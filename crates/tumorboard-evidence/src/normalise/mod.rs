//! Evidence normalisation.
//!
//! - `EvidenceNormaliser`: raw MyVariant hit → canonical `VariantEvidence`
//! - `identifiers`: cross-reference extraction and format checks
//! - `hgvs`: notation classification and protein-change normalisation

pub mod evidence;
pub mod hgvs;
pub mod identifiers;

pub use evidence::{EvidenceNormaliser, DEFAULT_SNIPPET_BUDGET};
pub use hgvs::{classify_notation, HgvsMutationNormaliser, NormalisedMutation};
//! HGVS notation helpers.
//!
//! Two jobs:
//! - classify a notation string by level (genomic / transcript / protein);
//! - normalise a short protein change ("V600E", "p.V600E", "Val600Glu")
//!   into canonical three-letter HGVS p. notation.
//!
//! # Example
//! ```ignore
//! let norm = HgvsMutationNormaliser::new();
//! let m = norm.normalise("V600E").unwrap();
//! assert_eq!(m.hgvs_p, "p.Val600Glu");
//! ```

use lazy_static::lazy_static;
use regex::Regex;
use serde::{Deserialize, Serialize};
use tumorboard_common::NotationLevel;

lazy_static! {
    // optional "p." prefix; single letter, '*', or 1–3 letter residue names
    static ref RE_HGVS_P: Regex =
        Regex::new(r"^(?:p\.)?([A-Z][a-z]{0,2}|\*)(\d+)([A-Z][a-z]{0,2}|\*)$").expect("static regex");
}

/// Single-letter → three-letter amino acid map.
fn aa1_to_aa3(aa: &str) -> Option<&'static str> {
    match aa.to_uppercase().as_str() {
        "A" => Some("Ala"), "C" => Some("Cys"), "D" => Some("Asp"),
        "E" => Some("Glu"), "F" => Some("Phe"), "G" => Some("Gly"),
        "H" => Some("His"), "I" => Some("Ile"), "K" => Some("Lys"),
        "L" => Some("Leu"), "M" => Some("Met"), "N" => Some("Asn"),
        "P" => Some("Pro"), "Q" => Some("Gln"), "R" => Some("Arg"),
        "S" => Some("Ser"), "T" => Some("Thr"), "V" => Some("Val"),
        "W" => Some("Trp"), "Y" => Some("Tyr"), "*" => Some("Ter"),
        "X" => Some("Ter"),
        _ => None,
    }
}

/// Three-letter amino acid name → three-letter (title-case) canonical form.
fn normalise_aa3(aa: &str) -> Option<&'static str> {
    match aa.to_lowercase().as_str() {
        "ala" => Some("Ala"), "cys" => Some("Cys"), "asp" => Some("Asp"),
        "glu" => Some("Glu"), "phe" => Some("Phe"), "gly" => Some("Gly"),
        "his" => Some("His"), "ile" => Some("Ile"), "lys" => Some("Lys"),
        "leu" => Some("Leu"), "met" => Some("Met"), "asn" => Some("Asn"),
        "pro" => Some("Pro"), "gln" => Some("Gln"), "arg" => Some("Arg"),
        "ser" => Some("Ser"), "thr" => Some("Thr"), "val" => Some("Val"),
        "trp" => Some("Trp"), "tyr" => Some("Tyr"), "ter" => Some("Ter"),
        "stop" | "*" => Some("Ter"),
        _ => None,
    }
}

/// Classify a notation string by HGVS level. `None` when it is none of them.
pub fn classify_notation(notation: &str) -> Option<NotationLevel> {
    let n = notation.trim();
    if n.is_empty() {
        return None;
    }
    if n.starts_with("chr") || n.starts_with("NC_") || n.contains(":g.") {
        Some(NotationLevel::Genomic)
    } else if n.contains(":p.") || n.starts_with("p.") {
        Some(NotationLevel::Protein)
    } else if n.contains(":c.") || n.starts_with("c.") {
        Some(NotationLevel::Transcript)
    } else {
        None
    }
}

/// Protein form used for evidence queries: "V600E" → "p.V600E".
pub fn protein_query_form(variant: &str) -> String {
    let v = variant.trim();
    if v.starts_with("p.") { v.to_string() } else { format!("p.{v}") }
}

/// Normalised protein change.
#[derive(Debug, Clone, Serialize, Deserialize, PartialEq)]
pub struct NormalisedMutation {
    /// Input text as supplied.
    pub raw: String,
    /// Canonical HGVS protein notation, e.g. "p.Val600Glu"
    pub hgvs_p: String,
    /// Position number extracted.
    pub position: u32,
    /// Reference amino acid (3-letter), e.g. "Val"
    pub ref_aa: String,
    /// Alt amino acid (3-letter), e.g. "Glu"
    pub alt_aa: String,
}

pub struct HgvsMutationNormaliser {
    /// Regex: p.AA123AA notation (single or triple letter), e.g. p.V600E, p.Val600Glu
    re_hgvs: &'static Regex,
}

impl HgvsMutationNormaliser {
    pub fn new() -> Self {
        Self { re_hgvs: &*RE_HGVS_P }
    }

    fn resolve(aa: &str) -> Option<&'static str> {
        if aa.len() == 1 { aa1_to_aa3(aa) } else { normalise_aa3(aa) }
    }

    /// Normalise a protein change to HGVS p. notation.
    /// Returns `None` if the input can't be parsed as a substitution.
    pub fn normalise(&self, raw: &str) -> Option<NormalisedMutation> {
        let raw = raw.trim();
        let caps = self.re_hgvs.captures(raw)?;

        let ref_aa = Self::resolve(caps.get(1)?.as_str())?;
        let pos: u32 = caps.get(2)?.as_str().parse().ok()?;
        let alt_aa = Self::resolve(caps.get(3)?.as_str())?;

        Some(NormalisedMutation {
            raw: raw.to_string(),
            hgvs_p: format!("p.{}{}{}", ref_aa, pos, alt_aa),
            position: pos,
            ref_aa: ref_aa.to_string(),
            alt_aa: alt_aa.to_string(),
        })
    }
}

impl Default for HgvsMutationNormaliser {
    fn default() -> Self { Self::new() }
}

// ── Tests ─────────────────────────────────────────────────────────────────────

_Goal of the exercise_
Copy each line of the records that has "EvidenceNormaliser" in it.

_Exercise output_
//! - `EvidenceNormaliser`: raw MyVariant hit → canonical `VariantEvidence`
pub use evidence::{EvidenceNormaliser, DEFAULT_SNIPPET_BUDGET};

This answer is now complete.